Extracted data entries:
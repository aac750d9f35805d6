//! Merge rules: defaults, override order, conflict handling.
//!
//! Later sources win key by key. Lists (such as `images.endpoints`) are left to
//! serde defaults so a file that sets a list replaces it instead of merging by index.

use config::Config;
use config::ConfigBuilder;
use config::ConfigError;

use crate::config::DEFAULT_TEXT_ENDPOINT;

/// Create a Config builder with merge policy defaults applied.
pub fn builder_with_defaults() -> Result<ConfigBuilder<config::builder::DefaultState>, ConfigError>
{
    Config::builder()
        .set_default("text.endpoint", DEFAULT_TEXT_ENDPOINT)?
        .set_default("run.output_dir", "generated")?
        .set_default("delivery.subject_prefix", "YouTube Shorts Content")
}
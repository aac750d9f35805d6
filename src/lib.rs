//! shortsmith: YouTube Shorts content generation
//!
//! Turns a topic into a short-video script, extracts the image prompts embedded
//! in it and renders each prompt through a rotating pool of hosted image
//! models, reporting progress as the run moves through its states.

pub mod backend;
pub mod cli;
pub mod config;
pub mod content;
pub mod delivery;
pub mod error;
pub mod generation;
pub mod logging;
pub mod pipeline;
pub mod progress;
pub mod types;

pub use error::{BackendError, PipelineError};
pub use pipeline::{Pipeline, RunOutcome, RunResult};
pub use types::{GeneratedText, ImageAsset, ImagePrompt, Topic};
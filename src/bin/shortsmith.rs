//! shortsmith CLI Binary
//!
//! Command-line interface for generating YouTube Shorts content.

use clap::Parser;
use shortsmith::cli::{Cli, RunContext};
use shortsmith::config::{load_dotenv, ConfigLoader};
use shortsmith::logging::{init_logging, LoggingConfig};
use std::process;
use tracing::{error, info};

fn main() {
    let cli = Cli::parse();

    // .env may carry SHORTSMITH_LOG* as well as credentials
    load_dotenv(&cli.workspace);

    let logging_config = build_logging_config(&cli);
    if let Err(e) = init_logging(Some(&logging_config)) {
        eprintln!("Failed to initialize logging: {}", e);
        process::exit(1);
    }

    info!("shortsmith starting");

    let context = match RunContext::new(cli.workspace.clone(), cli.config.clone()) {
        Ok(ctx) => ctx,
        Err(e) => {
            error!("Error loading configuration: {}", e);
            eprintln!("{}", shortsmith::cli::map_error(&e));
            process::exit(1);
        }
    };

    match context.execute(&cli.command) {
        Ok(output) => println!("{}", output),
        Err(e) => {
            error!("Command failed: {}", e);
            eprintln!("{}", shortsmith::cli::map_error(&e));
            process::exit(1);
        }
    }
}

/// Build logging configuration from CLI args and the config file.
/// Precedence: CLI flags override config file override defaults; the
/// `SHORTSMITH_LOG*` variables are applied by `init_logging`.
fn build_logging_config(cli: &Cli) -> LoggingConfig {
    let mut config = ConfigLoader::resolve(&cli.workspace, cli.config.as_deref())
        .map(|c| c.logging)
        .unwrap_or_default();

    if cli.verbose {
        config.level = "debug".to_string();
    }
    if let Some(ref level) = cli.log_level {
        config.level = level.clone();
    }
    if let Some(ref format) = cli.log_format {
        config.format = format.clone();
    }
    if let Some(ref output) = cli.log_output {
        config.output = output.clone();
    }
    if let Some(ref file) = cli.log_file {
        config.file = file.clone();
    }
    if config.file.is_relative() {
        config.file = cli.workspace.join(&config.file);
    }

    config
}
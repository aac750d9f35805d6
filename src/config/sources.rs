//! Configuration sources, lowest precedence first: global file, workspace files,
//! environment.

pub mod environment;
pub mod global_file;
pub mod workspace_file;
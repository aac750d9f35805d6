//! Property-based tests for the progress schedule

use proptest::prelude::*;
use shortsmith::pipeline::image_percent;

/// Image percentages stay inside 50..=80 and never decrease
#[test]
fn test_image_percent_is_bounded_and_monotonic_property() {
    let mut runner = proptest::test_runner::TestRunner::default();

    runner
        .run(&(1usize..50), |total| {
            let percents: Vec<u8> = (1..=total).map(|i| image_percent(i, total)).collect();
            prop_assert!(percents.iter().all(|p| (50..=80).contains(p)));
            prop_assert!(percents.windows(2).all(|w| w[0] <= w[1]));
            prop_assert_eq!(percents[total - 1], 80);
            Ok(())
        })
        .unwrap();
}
--
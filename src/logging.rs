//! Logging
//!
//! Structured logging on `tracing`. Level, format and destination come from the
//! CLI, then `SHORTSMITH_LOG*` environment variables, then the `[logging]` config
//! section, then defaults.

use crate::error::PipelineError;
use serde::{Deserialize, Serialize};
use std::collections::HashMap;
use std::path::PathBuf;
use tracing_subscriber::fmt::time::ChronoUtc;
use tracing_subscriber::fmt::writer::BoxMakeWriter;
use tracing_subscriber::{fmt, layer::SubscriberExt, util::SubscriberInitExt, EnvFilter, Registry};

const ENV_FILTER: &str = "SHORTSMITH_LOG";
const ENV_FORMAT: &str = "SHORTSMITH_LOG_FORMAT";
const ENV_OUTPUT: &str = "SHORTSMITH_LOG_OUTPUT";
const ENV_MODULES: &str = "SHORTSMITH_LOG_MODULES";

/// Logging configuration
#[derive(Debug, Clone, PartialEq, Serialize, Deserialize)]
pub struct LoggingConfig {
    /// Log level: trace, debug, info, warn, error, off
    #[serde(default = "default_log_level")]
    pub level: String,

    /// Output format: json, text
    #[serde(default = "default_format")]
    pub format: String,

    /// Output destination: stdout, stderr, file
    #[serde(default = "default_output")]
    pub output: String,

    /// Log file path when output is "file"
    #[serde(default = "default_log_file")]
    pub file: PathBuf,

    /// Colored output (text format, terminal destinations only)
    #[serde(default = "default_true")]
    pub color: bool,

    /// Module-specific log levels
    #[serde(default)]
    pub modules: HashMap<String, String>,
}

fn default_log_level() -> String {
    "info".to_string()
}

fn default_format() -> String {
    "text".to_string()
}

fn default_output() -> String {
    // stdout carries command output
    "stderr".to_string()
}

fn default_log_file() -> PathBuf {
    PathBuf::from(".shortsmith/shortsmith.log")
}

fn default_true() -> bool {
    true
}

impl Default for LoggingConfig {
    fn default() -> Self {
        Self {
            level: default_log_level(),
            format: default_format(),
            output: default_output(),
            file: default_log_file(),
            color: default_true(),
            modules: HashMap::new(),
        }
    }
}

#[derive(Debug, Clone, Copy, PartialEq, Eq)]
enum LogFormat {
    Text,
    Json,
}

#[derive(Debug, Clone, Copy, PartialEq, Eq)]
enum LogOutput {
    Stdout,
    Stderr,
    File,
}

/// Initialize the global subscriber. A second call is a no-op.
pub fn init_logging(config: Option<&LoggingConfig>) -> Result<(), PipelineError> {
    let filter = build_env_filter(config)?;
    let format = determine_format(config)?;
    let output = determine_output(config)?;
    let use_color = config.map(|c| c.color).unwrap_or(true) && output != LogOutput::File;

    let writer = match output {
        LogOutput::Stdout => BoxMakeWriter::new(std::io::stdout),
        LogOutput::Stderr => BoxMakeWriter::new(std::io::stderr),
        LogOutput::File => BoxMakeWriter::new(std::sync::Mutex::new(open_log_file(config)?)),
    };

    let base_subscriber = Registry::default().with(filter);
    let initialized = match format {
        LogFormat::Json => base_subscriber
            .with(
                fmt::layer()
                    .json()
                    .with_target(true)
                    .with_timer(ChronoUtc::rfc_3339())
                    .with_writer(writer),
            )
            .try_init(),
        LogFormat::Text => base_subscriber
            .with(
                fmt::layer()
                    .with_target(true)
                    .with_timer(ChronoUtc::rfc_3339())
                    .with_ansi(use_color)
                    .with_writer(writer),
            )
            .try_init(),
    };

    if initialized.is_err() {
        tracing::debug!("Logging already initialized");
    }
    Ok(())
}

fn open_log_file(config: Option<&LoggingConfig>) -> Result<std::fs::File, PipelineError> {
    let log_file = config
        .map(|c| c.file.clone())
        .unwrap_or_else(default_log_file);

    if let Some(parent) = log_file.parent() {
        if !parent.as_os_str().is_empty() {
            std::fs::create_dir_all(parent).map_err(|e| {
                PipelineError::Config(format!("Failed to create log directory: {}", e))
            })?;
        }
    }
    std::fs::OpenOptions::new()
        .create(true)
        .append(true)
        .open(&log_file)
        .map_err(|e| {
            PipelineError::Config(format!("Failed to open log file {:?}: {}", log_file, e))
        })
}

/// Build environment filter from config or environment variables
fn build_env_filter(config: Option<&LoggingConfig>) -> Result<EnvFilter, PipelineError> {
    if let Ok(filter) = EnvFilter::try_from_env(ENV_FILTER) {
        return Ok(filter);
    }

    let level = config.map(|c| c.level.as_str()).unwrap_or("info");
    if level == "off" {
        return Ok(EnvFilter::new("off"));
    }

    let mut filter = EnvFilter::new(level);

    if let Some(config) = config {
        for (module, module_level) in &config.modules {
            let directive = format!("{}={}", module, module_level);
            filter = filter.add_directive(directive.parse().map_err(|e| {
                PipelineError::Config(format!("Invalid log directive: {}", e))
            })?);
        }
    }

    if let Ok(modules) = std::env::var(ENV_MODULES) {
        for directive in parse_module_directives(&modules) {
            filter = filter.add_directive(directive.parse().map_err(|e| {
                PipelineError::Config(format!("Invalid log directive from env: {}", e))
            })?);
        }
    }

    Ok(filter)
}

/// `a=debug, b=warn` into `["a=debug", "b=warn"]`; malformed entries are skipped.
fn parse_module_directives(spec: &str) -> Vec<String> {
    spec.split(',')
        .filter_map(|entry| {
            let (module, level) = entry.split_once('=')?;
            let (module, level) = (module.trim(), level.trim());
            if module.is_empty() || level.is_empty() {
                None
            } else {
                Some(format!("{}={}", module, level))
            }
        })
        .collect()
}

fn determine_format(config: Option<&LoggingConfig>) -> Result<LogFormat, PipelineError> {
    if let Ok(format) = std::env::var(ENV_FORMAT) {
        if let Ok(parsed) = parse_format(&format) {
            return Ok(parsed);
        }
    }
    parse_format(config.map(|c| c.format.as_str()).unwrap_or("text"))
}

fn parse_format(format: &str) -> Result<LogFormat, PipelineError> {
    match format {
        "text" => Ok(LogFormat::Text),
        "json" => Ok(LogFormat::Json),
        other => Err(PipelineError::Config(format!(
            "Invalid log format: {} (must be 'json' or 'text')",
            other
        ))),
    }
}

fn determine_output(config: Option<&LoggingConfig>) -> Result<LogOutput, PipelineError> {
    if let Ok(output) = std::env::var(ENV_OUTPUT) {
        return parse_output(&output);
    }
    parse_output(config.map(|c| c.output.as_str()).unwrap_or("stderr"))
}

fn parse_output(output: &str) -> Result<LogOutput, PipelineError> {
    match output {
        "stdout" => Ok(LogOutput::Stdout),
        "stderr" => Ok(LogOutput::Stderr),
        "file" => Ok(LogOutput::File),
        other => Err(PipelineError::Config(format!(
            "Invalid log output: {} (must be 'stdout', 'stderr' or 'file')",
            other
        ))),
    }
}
* * *
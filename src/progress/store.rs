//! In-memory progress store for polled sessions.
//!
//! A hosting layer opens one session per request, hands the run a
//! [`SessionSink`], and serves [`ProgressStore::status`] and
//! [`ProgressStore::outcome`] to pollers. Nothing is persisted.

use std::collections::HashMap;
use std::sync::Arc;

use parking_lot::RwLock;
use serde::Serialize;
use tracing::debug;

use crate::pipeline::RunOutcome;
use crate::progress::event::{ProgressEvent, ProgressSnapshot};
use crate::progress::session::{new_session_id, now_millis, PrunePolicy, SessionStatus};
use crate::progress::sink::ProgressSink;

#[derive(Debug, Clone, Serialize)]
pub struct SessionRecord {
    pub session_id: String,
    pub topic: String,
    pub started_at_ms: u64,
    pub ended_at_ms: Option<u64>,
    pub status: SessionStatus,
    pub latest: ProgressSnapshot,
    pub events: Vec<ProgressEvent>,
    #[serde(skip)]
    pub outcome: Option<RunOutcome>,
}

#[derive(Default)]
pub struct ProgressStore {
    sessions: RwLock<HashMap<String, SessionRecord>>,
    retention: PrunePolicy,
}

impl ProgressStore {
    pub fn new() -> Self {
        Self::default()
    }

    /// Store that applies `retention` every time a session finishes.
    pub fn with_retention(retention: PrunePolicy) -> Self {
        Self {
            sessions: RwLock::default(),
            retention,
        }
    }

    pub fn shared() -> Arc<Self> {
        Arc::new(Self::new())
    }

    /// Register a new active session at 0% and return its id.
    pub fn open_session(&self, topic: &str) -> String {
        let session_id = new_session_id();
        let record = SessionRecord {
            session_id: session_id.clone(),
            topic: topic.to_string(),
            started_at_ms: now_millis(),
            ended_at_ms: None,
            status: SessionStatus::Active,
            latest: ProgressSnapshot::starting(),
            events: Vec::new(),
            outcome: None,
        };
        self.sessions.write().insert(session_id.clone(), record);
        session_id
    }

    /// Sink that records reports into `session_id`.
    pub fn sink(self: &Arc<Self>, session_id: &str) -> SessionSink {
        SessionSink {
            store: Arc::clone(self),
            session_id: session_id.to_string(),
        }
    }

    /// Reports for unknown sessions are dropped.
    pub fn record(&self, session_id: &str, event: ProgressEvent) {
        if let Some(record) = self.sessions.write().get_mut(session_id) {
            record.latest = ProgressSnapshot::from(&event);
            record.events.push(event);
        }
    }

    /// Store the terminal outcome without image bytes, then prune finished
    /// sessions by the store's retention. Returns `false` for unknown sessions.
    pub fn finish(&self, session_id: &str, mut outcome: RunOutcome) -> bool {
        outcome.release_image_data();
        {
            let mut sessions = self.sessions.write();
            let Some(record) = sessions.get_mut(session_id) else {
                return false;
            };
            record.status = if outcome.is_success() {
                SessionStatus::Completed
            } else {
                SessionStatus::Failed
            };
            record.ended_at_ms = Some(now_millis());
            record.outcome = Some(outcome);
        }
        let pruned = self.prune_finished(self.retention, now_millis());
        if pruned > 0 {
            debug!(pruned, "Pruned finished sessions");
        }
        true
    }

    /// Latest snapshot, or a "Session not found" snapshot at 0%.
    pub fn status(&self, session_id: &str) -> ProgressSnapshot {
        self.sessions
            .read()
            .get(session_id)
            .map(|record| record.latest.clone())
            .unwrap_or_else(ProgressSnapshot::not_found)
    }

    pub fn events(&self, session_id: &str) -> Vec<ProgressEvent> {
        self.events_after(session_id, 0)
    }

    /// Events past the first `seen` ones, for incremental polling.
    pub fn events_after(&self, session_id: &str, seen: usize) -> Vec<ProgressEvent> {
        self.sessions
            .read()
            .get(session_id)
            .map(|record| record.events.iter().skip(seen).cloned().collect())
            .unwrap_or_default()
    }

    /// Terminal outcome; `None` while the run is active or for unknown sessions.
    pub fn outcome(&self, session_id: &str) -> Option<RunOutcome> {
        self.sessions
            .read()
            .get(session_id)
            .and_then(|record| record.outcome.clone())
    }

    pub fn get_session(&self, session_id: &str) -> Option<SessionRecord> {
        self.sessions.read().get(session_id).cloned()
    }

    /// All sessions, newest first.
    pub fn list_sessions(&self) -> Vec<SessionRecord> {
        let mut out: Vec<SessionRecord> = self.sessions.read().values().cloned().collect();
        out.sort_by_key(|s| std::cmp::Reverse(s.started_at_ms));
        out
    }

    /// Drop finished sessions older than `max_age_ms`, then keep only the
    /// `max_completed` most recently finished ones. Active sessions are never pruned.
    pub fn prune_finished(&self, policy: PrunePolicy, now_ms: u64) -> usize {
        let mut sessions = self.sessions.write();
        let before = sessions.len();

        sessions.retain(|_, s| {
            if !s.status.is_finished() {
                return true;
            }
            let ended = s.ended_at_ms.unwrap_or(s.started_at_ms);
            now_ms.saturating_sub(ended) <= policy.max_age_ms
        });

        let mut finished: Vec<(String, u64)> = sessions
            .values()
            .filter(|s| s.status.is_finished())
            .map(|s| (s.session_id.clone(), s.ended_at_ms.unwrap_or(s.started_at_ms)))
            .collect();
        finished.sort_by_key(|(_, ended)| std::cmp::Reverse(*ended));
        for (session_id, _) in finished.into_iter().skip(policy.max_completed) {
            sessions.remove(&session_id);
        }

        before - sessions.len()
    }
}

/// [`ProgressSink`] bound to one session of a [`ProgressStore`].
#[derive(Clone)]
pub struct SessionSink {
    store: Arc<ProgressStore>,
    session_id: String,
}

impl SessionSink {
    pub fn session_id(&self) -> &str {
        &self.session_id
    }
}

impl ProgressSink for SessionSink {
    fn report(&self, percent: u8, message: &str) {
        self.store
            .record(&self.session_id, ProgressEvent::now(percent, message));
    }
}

→ Problem statement: Locate the word "sync" in the records above, and return each line that has it.

→ Answer for this exercise:
        LogOutput::File => BoxMakeWriter::new(std::sync::Mutex::new(open_log_file(config)?)),
use std::sync::Arc;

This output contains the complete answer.